So there is your history for today. This knowledge was shared with me and I found it interesting and enlightening and now I know how that strange song became a Christmas Carol... so pass it on if you wish.'

See also: http://en.wikipedia.org/wiki/The_Twelve_Days_of_Christmas_(song)

For some humor related to the song check out this site:
http://myfox8.com/2012/11/26/all-items-in-12-days-of-christmas-now-...

Dear Patricia Ann Scoggin Excellent! Thanks for bringing that up. I have always wondered what they meant. I wonder no more now.

Cheers!

This is one simple media file on youtube.
https://www.youtube.com/watch?v=KQEOBZLx-Z8

I know this is supposed to be a humor discussion, but I like to share info also. Soooooo, here is some info on Christmas Carols & how they have become a part of our Christmas traditions. Over the next few days I will be including the history of 17 different Christmas songs from the site below including the composer, if known. I found it really interesting & I hope you will also. Who knows, you may even be related to one of the writers of these songs...

If anyone wants to include info (or humor) about Christmas songs please feel free to add your contribution.

Christmas Carols—Their Story
http://www.sharefaith.com/guide/Christian-Holidays/holiday-songs/in...

How Christmas Carols Have Become Part of Our Christmas Traditions

The birth of Jesus was celebrated by music: “And suddenly there was with the angel a multitude of the heavenly host praising God, and saying, Glory to God in the highest, and on earth peace, good will toward men.” (Luke 2:13-14).

Christians of the 1st century continued the tradition of the angels. There are historical records from as early as 129 AD of songs written specifically for Christmas celebrations. These Christmas songs were primarily written in Latin, and were not called Carols, but hymns.

The word carol comes from the French word carole, meaning circle dance, or song of praise and joy. The singing of carols did not originate with Christianity, but with the pagan practice of celebrating the seasons. The Winter Solstice celebration generally took place around the 22nd of December. It was this time of the year that the Christians claimed for their own celebration of the birth of Christ. Interestingly, although the pagan celebrations took place during all four seasons, only the winter celebration has survived - not as a pagan celebration of season; but as the Christian celebration of Christmas.

The majority of the first Christmas Carols were written in Latin, which only the churched few members of the elite understood. Because of this, by the Middle Ages (the 1200s) the majority of Christians lost interest in the singing of Christmas Carols.

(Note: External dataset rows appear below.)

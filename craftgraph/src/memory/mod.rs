//! # Memory: checkpointing over a key-value store
//!
//! ## Overview
//!
//! 1. **Store**: key-value storage with TTL (`get`, `set`, `delete`, `exists`) keyed by
//!    namespaced strings `<resource>:<thread_id>[:<suffix>]` ([`StoreKey`]).
//! 2. **Checkpointer**: latest state snapshot per thread, saved by the compiled graph
//!    after every node and read back on resume.
//!
//! ## Config
//!
//! [`RunnableConfig`] is passed to `CompiledStateGraph::invoke`. When using a checkpointer,
//! `thread_id` is required.
//!
//! ## Checkpointer Implementations
//!
//! | Type                  | Persistence        | Use case                      |
//! |-----------------------|--------------------|-------------------------------|
//! | [`MemorySaver`]       | In-memory map      | Engine tests                  |
//! | [`StoreCheckpointer`] | Any [`Store`]      | Workflows (TTL, fragments)    |
//!
//! ## Store Implementations
//!
//! | Type              | Persistence | Feature  |
//! |-------------------|-------------|----------|
//! | [`InMemoryStore`] | In-memory   | none     |
//! | [`SqliteStore`]   | SQLite file | `sqlite` |

mod checkpoint;
mod checkpointer;
mod config;
mod in_memory_store;
mod memory_saver;
mod serializer;
mod store;
mod store_checkpointer;

#[cfg(feature = "sqlite")]
mod sqlite_store;

pub use checkpoint::{Checkpoint, CheckpointMetadata, CheckpointSource};
pub use checkpointer::{CheckpointError, Checkpointer};
pub use config::RunnableConfig;
pub use in_memory_store::InMemoryStore;
pub use memory_saver::MemorySaver;
pub use serializer::{JsonSerializer, Serializer};
pub use store::{Store, StoreError, StoreKey};
pub use store_checkpointer::{
    load_fragment, FragmentFn, StoreCheckpointer, TtlPolicy, DEFAULT_CHECKPOINT_TTL,
    STATE_RESOURCE,
};

#[cfg(feature = "sqlite")]
pub use sqlite_store::SqliteStore;
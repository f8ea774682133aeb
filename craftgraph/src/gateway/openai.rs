//! OpenAI-compatible Chat Completions gateway (feature `openai`).
//!
//! Uses `OPENAI_API_KEY` from the environment by default, or explicit config
//! via [`OpenAiGateway::with_config`] (custom key or base URL). The task type
//! picks the temperature; a response schema, when present, is appended to the
//! system message so the model answers with JSON only. Image generation is not
//! wired and stays `Unavailable`.

use async_trait::async_trait;

use async_openai::{
    config::OpenAIConfig,
    types::chat::{
        ChatCompletionRequestMessage, ChatCompletionRequestSystemMessage,
        ChatCompletionRequestUserMessage, CreateChatCompletionRequestArgs,
    },
    Client,
};

use super::{GatewayError, ModelGateway, ModelRequest};

const SYSTEM_PROMPT: &str =
    "You help people turn leftover household materials into handmade products.";

/// Chat Completions client implementing [`ModelGateway`].
pub struct OpenAiGateway {
    client: Client<OpenAIConfig>,
    model: String,
}

impl OpenAiGateway {
    /// Default config (API key from `OPENAI_API_KEY`).
    pub fn new(model: impl Into<String>) -> Self {
        Self {
            client: Client::new(),
            model: model.into(),
        }
    }

    /// Custom config (e.g. API key or base URL from `.env`).
    pub fn with_config(config: OpenAIConfig, model: impl Into<String>) -> Self {
        Self {
            client: Client::with_config(config),
            model: model.into(),
        }
    }

    fn system_message(request: &ModelRequest) -> String {
        match &request.response_schema {
            Some(schema) => format!(
                "{}\nRespond with a single JSON value matching this JSON Schema and nothing else:\n{}",
                SYSTEM_PROMPT, schema
            ),
            None => SYSTEM_PROMPT.to_string(),
        }
    }
}

/// Maps provider error text onto the gateway taxonomy.
fn classify(message: String) -> GatewayError {
    let lower = message.to_lowercase();
    if lower.contains("insufficient_quota") || lower.contains("quota") || lower.contains("billing") {
        GatewayError::QuotaExceeded(message)
    } else if lower.contains("content_policy")
        || lower.contains("content_filter")
        || lower.contains("safety")
    {
        GatewayError::SafetyBlocked(message)
    } else if lower.contains("invalid_api_key")
        || lower.contains("model_not_found")
        || lower.contains("does not exist")
    {
        GatewayError::Unavailable(message)
    } else {
        GatewayError::Transient(message)
    }
}

#[async_trait]
impl ModelGateway for OpenAiGateway {
    async fn complete(&self, request: &ModelRequest) -> Result<String, GatewayError> {
        let messages = vec![
            ChatCompletionRequestMessage::System(ChatCompletionRequestSystemMessage::from(
                Self::system_message(request).as_str(),
            )),
            ChatCompletionRequestMessage::User(ChatCompletionRequestUserMessage::from(
                request.prompt.as_str(),
            )),
        ];

        let mut args = CreateChatCompletionRequestArgs::default();
        args.model(self.model.clone());
        args.messages(messages);
        args.temperature(request.task_type.profile().temperature);

        let built = args
            .build()
            .map_err(|e| GatewayError::Unavailable(format!("request build failed: {}", e)))?;

        let response = self
            .client
            .chat()
            .create(built)
            .await
            .map_err(|e| classify(e.to_string()))?;

        let choice = response
            .choices
            .into_iter()
            .next()
            .ok_or_else(|| GatewayError::MalformedOutput("no choices returned".to_string()))?;

        match choice.message.content {
            Some(text) if !text.trim().is_empty() => Ok(text),
            _ => Err(GatewayError::MalformedOutput("empty completion".to_string())),
        }
    }
}

#[cfg(test)]
mod tests {
    use super::*;
    use crate::gateway::{ErrorKind, TaskType};

    /// **Scenario**: Provider messages are classified into the gateway taxonomy.
    #[test]
    fn classify_provider_messages() {
        assert_eq!(
            classify("You exceeded your current quota (insufficient_quota)".into()).kind(),
            ErrorKind::QuotaExceeded
        );
        assert_eq!(
            classify("rejected by content_policy".into()).kind(),
            ErrorKind::SafetyBlocked
        );
        assert_eq!(
            classify("The model `x` does not exist".into()).kind(),
            ErrorKind::Unavailable
        );
        assert_eq!(classify("502 bad gateway".into()).kind(), ErrorKind::Transient);
    }

    /// **Scenario**: A response schema is appended to the system message.
    #[test]
    fn schema_goes_into_system_message() {
        let req = ModelRequest::new(TaskType::Extraction, "jar")
            .with_schema(serde_json::json!({"type": "object"}));
        let sys = OpenAiGateway::system_message(&req);
        assert!(sys.contains("JSON Schema"));
        assert!(sys.contains("\"object\""));
        let plain = OpenAiGateway::system_message(&ModelRequest::new(TaskType::Default, "x"));
        assert_eq!(plain, SYSTEM_PROMPT);
    }

    /// **Scenario**: with_config builds a client without panicking.
    #[test]
    fn with_config_creates_gateway() {
        let config = OpenAIConfig::new().with_api_key("test-key");
        let _ = OpenAiGateway::with_config(config, "gpt-4o-mini");
    }
}
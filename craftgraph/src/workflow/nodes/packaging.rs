//! `packaging`: assemble the product package from everything collected so far.

use async_trait::async_trait;

use crate::workflow::executor::{ExecutorFault, NodeExecutor};
use crate::workflow::ingredient::IngredientSource;
use crate::workflow::keywords;
use crate::workflow::outputs::{BillItem, ProductPackage, SustainabilityReport};
use crate::workflow::state::{Phase, WorkflowState};
use crate::workflow::update::StateUpdate;

use super::PACKAGING;

const UNKNOWN_MATERIAL: &str = "unspecified";

fn default_instructions(title: &str) -> Vec<String> {
    vec![
        "Clean and dry every item before starting.".to_string(),
        "Lay out the materials and mark the cuts.".to_string(),
        format!("Assemble the {} following the concept images.", title.to_lowercase()),
        "Check every joint and finish the edges.".to_string(),
    ]
}

/// Deterministic package from `state`; defaults stand in for anything missing.
pub fn build_package(state: &WorkflowState) -> ProductPackage {
    let artifact_type = state
        .artifact_type
        .clone()
        .unwrap_or_else(|| "upcycled craft".to_string());
    let (title, description, steps) = match &state.selected_option {
        Some(option) => (
            option.title.clone(),
            option.description.clone(),
            option.steps.clone(),
        ),
        None => (
            format!("Upcycled {}", artifact_type),
            String::new(),
            Vec::new(),
        ),
    };
    let instructions = if steps.is_empty() {
        default_instructions(&title)
    } else {
        steps
    };

    let bill_of_materials: Vec<BillItem> = state
        .ingredients
        .iter()
        .map(|i| BillItem {
            item: i.label().to_string(),
            quantity: keywords::leading_quantity(i.label()),
            material: i
                .material
                .clone()
                .unwrap_or_else(|| UNKNOWN_MATERIAL.to_string()),
            reused: i.source != IngredientSource::Derived,
        })
        .collect();

    let mut materials: Vec<String> = bill_of_materials
        .iter()
        .map(|b| b.material.clone())
        .filter(|m| m != UNKNOWN_MATERIAL)
        .collect();
    materials.sort();
    materials.dedup();

    let reused: Vec<&BillItem> = bill_of_materials.iter().filter(|b| b.reused).collect();
    // Quantities are parsed from free text and may be arbitrarily large.
    let items_reused = reused
        .iter()
        .fold(0u32, |acc, b| acc.saturating_add(b.quantity));
    let estimated_waste_diverted_grams = reused.iter().fold(0u32, |acc, b| {
        acc.saturating_add(
            b.quantity
                .saturating_mul(keywords::typical_weight_grams(&b.material)),
        )
    });
    let mut notes = Vec::new();
    if bill_of_materials.iter().any(|b| !b.reused) {
        notes.push("Some parts have to be sourced; prefer second-hand.".to_string());
    }
    if let Some(option) = &state.selected_option {
        notes.extend(option.safety_notes.iter().cloned());
    }

    let concept_images = state
        .concept_variants
        .iter()
        .filter(|v| v.image.is_some())
        .count();
    let placeholder_images = state
        .concept_variants
        .iter()
        .filter(|v| v.image.as_ref().map(|i| i.placeholder).unwrap_or(true))
        .count();

    let summary = if description.is_empty() {
        state
            .goals
            .as_ref()
            .map(|g| g.statement.clone())
            .unwrap_or_else(|| format!("A {} made from reused materials.", artifact_type))
    } else {
        description
    };

    ProductPackage {
        title,
        summary,
        artifact_type,
        bill_of_materials,
        instructions,
        sustainability: SustainabilityReport {
            items_reused,
            materials,
            estimated_waste_diverted_grams,
            notes,
        },
        concept_images,
        placeholder_images,
    }
}

pub struct Packaging;

#[async_trait]
impl NodeExecutor for Packaging {
    fn id(&self) -> &'static str {
        PACKAGING
    }

    async fn execute(&self, state: &WorkflowState) -> Result<StateUpdate, ExecutorFault> {
        Ok(StateUpdate {
            phase: Some(Phase::OutputAssembly),
            final_package: Some(build_package(state)),
            ..StateUpdate::new()
        })
    }
}

#[cfg(test)]
mod tests {
    use super::*;
    use crate::gateway::ImageArtifact;
    use crate::workflow::ingredient::{Category, Ingredient};
    use crate::workflow::outputs::{ConceptVariant, ProductOption};

    fn state() -> WorkflowState {
        let mut s = WorkflowState::new("t", "3 plastic water bottles");
        s.ingredients = vec![
            Ingredient::named("3 plastic water bottles", IngredientSource::Extracted, 0.9)
                .with_material("plastic")
                .with_size("500 ml"),
            Ingredient::named("fastener", IngredientSource::Derived, 0.2)
                .with_category(Category::Fastener),
        ];
        s.artifact_type = Some("planter".into());
        s.concept_variants = vec![
            ConceptVariant {
                index: 0,
                style: "hero product shot".into(),
                prompt: "p".into(),
                image: Some(ImageArtifact::new("image/png", vec![1])),
            },
            ConceptVariant {
                index: 1,
                style: "in-use lifestyle scene".into(),
                prompt: "p".into(),
                image: Some(ImageArtifact::placeholder()),
            },
        ];
        s
    }

    /// **Scenario**: Bill of materials quantities, reuse flags and the waste estimate follow the ingredients.
    #[test]
    fn bill_and_sustainability() {
        let pkg = build_package(&state());
        assert_eq!(pkg.bill_of_materials.len(), 2);
        assert_eq!(pkg.bill_of_materials[0].quantity, 3);
        assert!(pkg.bill_of_materials[0].reused);
        assert!(!pkg.bill_of_materials[1].reused);
        assert_eq!(pkg.bill_of_materials[1].material, UNKNOWN_MATERIAL);
        assert_eq!(pkg.sustainability.items_reused, 3);
        assert_eq!(pkg.sustainability.estimated_waste_diverted_grams, 75);
        assert_eq!(pkg.sustainability.materials, vec!["plastic".to_string()]);
        assert_eq!(pkg.concept_images, 2);
        assert_eq!(pkg.placeholder_images, 1);
    }

    /// **Scenario**: Without a selected option the package still has a title and default instructions.
    #[test]
    fn defaults_without_selection() {
        let pkg = build_package(&state());
        assert_eq!(pkg.title, "Upcycled planter");
        assert_eq!(pkg.instructions.len(), 4);
        assert!(pkg.summary.contains("planter"));
    }

    /// **Scenario**: The selected option's steps become the instructions.
    #[tokio::test]
    async fn selected_option_steps_are_used() {
        let mut s = state();
        let mut option = ProductOption::new("opt-1", "Bottle planter");
        option.steps = vec!["Cut".into(), "Hang".into()];
        s.selected_option = Some(option);
        let update = Packaging.execute(&s).await.unwrap();
        let pkg = update.final_package.unwrap();
        assert_eq!(pkg.instructions, vec!["Cut".to_string(), "Hang".to_string()]);
        assert_eq!(pkg.title, "Bottle planter");
    }

    /// **Scenario**: Huge leading counts saturate the totals instead of overflowing.
    #[test]
    fn huge_quantities_saturate() {
        let mut s = state();
        s.ingredients = vec![
            Ingredient::named("100000000 glass jars", IngredientSource::Extracted, 0.9)
                .with_material("glass"),
            Ingredient::named("4294967295 tin cans", IngredientSource::User, 0.9)
                .with_material("tin"),
        ];
        let pkg = build_package(&s);
        assert_eq!(pkg.bill_of_materials[0].quantity, 100_000_000);
        assert_eq!(pkg.sustainability.items_reused, u32::MAX);
        assert_eq!(pkg.sustainability.estimated_waste_diverted_grams, u32::MAX);
    }
}
//! craftgraph binary: start, resume and inspect upcycling workflow threads.

use std::io::{BufRead, Write};

use clap::{Parser, Subcommand};
use craftgraph_cli::{
    build_orchestrator, init_tracing, new_thread_id, render_report, render_status, resume,
    run_interactive, start, state, status, Error, RunConfig, RunOptions,
};

#[derive(Parser, Debug)]
#[command(name = "craftgraph")]
#[command(about = "Turn leftover household materials into an upcycled product package")]
struct Args {
    /// Answer every model call with the offline fallbacks (no API key needed)
    #[arg(long, global = true)]
    offline: bool,

    /// SQLite file holding thread checkpoints (default: DB_PATH or craftgraph.db)
    #[arg(long, global = true, value_name = "PATH")]
    db: Option<String>,

    /// Model name override (default: OPENAI_MODEL or gpt-4o-mini)
    #[arg(long, global = true)]
    model: Option<String>,

    /// Print node progress and debug logs to stderr
    #[arg(short, long, global = true)]
    verbose: bool,

    #[command(subcommand)]
    command: Command,
}

#[derive(Subcommand, Debug)]
enum Command {
    /// Start a new workflow from a description of your materials
    Start {
        /// Thread id (default: THREAD_ID or a generated one)
        #[arg(short, long)]
        thread: Option<String>,
        /// Ask questions on the terminal and keep going until the run completes
        #[arg(short, long)]
        interactive: bool,
        /// What you have, e.g. "3 plastic water bottles and some twine"
        #[arg(required = true, trailing_var_arg = true)]
        input: Vec<String>,
    },
    /// Answer the pending question of a thread
    Resume {
        thread: String,
        #[arg(required = true, trailing_var_arg = true)]
        answer: Vec<String>,
    },
    /// Show phase, pending questions and errors of a thread
    Status { thread: String },
    /// Print the saved state of a thread as JSON
    Show { thread: String },
}

fn prompt_answer(question: &str) -> Result<String, Error> {
    print!("{} > ", question);
    std::io::stdout().flush()?;
    let mut line = String::new();
    std::io::stdin().lock().read_line(&mut line)?;
    Ok(line.trim().to_string())
}

async fn execute(args: Args) -> Result<(), Error> {
    let options = RunOptions {
        model: args.model,
        db_path: args.db,
        offline: args.offline,
        verbose: args.verbose,
    };
    let config = RunConfig::load(&options)?;
    let orchestrator = build_orchestrator(&config)?;

    match args.command {
        Command::Start {
            thread,
            interactive,
            input,
        } => {
            let thread_id = thread
                .or_else(|| std::env::var("THREAD_ID").ok())
                .unwrap_or_else(new_thread_id);
            let input = input.join(" ");
            let report = if interactive {
                run_interactive(&orchestrator, &thread_id, &input, |report| {
                    let question = report.questions.last().map(String::as_str).unwrap_or("?");
                    prompt_answer(question)
                })
                .await?
            } else {
                start(&orchestrator, &thread_id, &input).await?
            };
            print!("{}", render_report(&report));
        }
        Command::Resume { thread, answer } => {
            let report = resume(&orchestrator, &thread, &answer.join(" ")).await?;
            print!("{}", render_report(&report));
        }
        Command::Status { thread } => {
            let view = status(&orchestrator, &thread).await?;
            print!("{}", render_status(&view));
        }
        Command::Show { thread } => {
            let state = state(&orchestrator, &thread).await?;
            println!("{}", serde_json::to_string_pretty(&state)?);
        }
    }
    Ok(())
}

#[tokio::main]
async fn main() {
    dotenv::dotenv().ok();
    let args = Args::parse();
    if let Err(e) = init_tracing(args.verbose) {
        eprintln!("warning: tracing not initialized: {}", e);
    }
    if let Err(e) = execute(args).await {
        eprintln!("error: {}", e);
        std::process::exit(1);
    }
}
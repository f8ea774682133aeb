//! Tagged result of a model call after retries and parse repair.

use super::ErrorKind;

/// What a node gets back from [`call_with_retry`](super::call_with_retry).
///
/// Nodes match on this and pick their manual fallback for the two failure arms;
/// nothing past the node boundary ever sees a provider error.
#[derive(Debug, Clone, PartialEq)]
pub enum ModelOutcome<T> {
    /// Output parsed into the declared shape.
    Success { data: T },
    /// The provider answered but the text never matched the shape; `raw` is the last reply.
    SchemaError { raw: String },
    /// Terminal or exhausted provider failure.
    ProviderError { kind: ErrorKind, message: String },
}

impl<T> ModelOutcome<T> {
    pub fn ok(self) -> Option<T> {
        match self {
            ModelOutcome::Success { data } => Some(data),
            _ => None,
        }
    }

    pub fn is_success(&self) -> bool {
        matches!(self, ModelOutcome::Success { .. })
    }

    /// One-line description of a failure, for error records. `None` on success.
    pub fn failure_message(&self) -> Option<String> {
        match self {
            ModelOutcome::Success { .. } => None,
            ModelOutcome::SchemaError { raw } => {
                let preview: String = raw.chars().take(120).collect();
                Some(format!("unparseable model output: {}", preview))
            }
            ModelOutcome::ProviderError { kind, message } => {
                Some(format!("{}: {}", kind.as_str(), message))
            }
        }
    }
}
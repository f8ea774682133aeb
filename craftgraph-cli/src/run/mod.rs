//! Run entry points: build the orchestrator from config, then start, resume or inspect threads.
//!
//! Each CLI invocation is one process, so threads live in the SQLite file at
//! `RunConfig::db_path` between invocations (feature `sqlite`); without it the
//! store is in-memory and only `start --interactive` is useful.

mod report;

use std::sync::Arc;

use craftgraph::{
    MockGateway, ModelGateway, Orchestrator, RunReport, StatusView, Store, WorkflowState,
};

use crate::config::{Error, RunConfig};
use crate::middleware::ProgressMiddleware;

pub use report::{render_report, render_status};

/// Gateway for `config`: the offline mock, or the OpenAI-compatible client.
pub fn build_gateway(config: &RunConfig) -> Result<Arc<dyn ModelGateway>, Error> {
    if config.offline {
        return Ok(Arc::new(MockGateway::new()));
    }
    openai_gateway(config)
}

#[cfg(feature = "openai")]
fn openai_gateway(config: &RunConfig) -> Result<Arc<dyn ModelGateway>, Error> {
    use async_openai::config::OpenAIConfig;

    let api_key = config
        .api_key
        .as_deref()
        .ok_or("OPENAI_API_KEY is not set; configure it in .env or pass --offline")?;
    let openai_config = OpenAIConfig::new()
        .with_api_key(api_key)
        .with_api_base(&config.api_base);
    Ok(Arc::new(craftgraph::OpenAiGateway::with_config(
        openai_config,
        config.model.clone(),
    )))
}

#[cfg(not(feature = "openai"))]
fn openai_gateway(_config: &RunConfig) -> Result<Arc<dyn ModelGateway>, Error> {
    Err("built without the `openai` feature; pass --offline".into())
}

/// Store for `config`: the SQLite file at `db_path` when the `sqlite` feature is on.
pub fn build_store(config: &RunConfig) -> Result<Arc<dyn Store>, Error> {
    #[cfg(feature = "sqlite")]
    {
        Ok(Arc::new(craftgraph::SqliteStore::new(&config.db_path)?))
    }
    #[cfg(not(feature = "sqlite"))]
    {
        let _ = config;
        Ok(Arc::new(craftgraph::InMemoryStore::new()))
    }
}

/// Orchestrator over the configured gateway and store; node progress on stderr when verbose.
pub fn build_orchestrator(config: &RunConfig) -> Result<Orchestrator, Error> {
    let gateway = build_gateway(config)?;
    let store = build_store(config)?;
    let orchestrator = if config.verbose {
        Orchestrator::with_middleware(
            gateway,
            store,
            config.workflow.clone(),
            Arc::new(ProgressMiddleware),
        )?
    } else {
        Orchestrator::new(gateway, store, config.workflow.clone())?
    };
    Ok(orchestrator)
}

/// New thread id from the current time.
pub fn new_thread_id() -> String {
    format!("craft-{}", chrono::Utc::now().timestamp_millis())
}

/// Starts `input` on `thread_id` and runs until it completes or asks a question.
pub async fn start(
    orchestrator: &Orchestrator,
    thread_id: &str,
    input: &str,
) -> Result<RunReport, Error> {
    Ok(orchestrator.start(thread_id, input).await?)
}

/// Answers the pending question of `thread_id`.
pub async fn resume(
    orchestrator: &Orchestrator,
    thread_id: &str,
    answer: &str,
) -> Result<RunReport, Error> {
    Ok(orchestrator.resume(thread_id, answer).await?)
}

pub async fn status(orchestrator: &Orchestrator, thread_id: &str) -> Result<StatusView, Error> {
    Ok(orchestrator.status(thread_id).await?)
}

/// Full saved state, for `show`.
pub async fn state(orchestrator: &Orchestrator, thread_id: &str) -> Result<WorkflowState, Error> {
    Ok(orchestrator.state(thread_id).await?)
}

/// Starts `input` and keeps answering with `answer_for(question)` until the run settles
/// without a question. Returns the last report.
pub async fn run_interactive<F>(
    orchestrator: &Orchestrator,
    thread_id: &str,
    input: &str,
    mut answer_for: F,
) -> Result<RunReport, Error>
where
    F: FnMut(&RunReport) -> Result<String, Error>,
{
    let mut report = start(orchestrator, thread_id, input).await?;
    while report.status == craftgraph::ReportStatus::WaitingForInput {
        let answer = answer_for(&report)?;
        report = resume(orchestrator, thread_id, &answer).await?;
    }
    Ok(report)
}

In 1223, the beloved St. Francis of Assisi revived an interest in Christmas and in the singing of Carols. He started putting on musical plays in which the majority of the songs were written in the language of the common people. Because of his efforts, the singing of Christmas Carols once again began to spread throughout Europe. Most of these new Carols were not based strictly on Scripture, but were simply light-hearted stories, sung by traveling minstrels and changed from town to town to fit the desires of various communities. These Carols were rarely sung in church. Instead, the music resounded from the streets, and in the homes.

Because the Carols were not strictly Scriptural, and not written in Latin, there were those who considered them inappropriate. With the coming of the Puritans to England in 1647, the celebration of Christmas and the singing of Carols disappeared from church services altogether. The joy of Christmas and its music however, survived in secret.

During the Great Reformation (beginning in 1570), there was a revival of hymns, including the singing of Christmas Carols in the language of the people. And although it would be many years before the Christmas Carol would come into its own, new freedoms were coming to the common people, including the right to worship as they chose, and to sing music how, when and where they pleased. (See: History of Hymns for more information on this era.)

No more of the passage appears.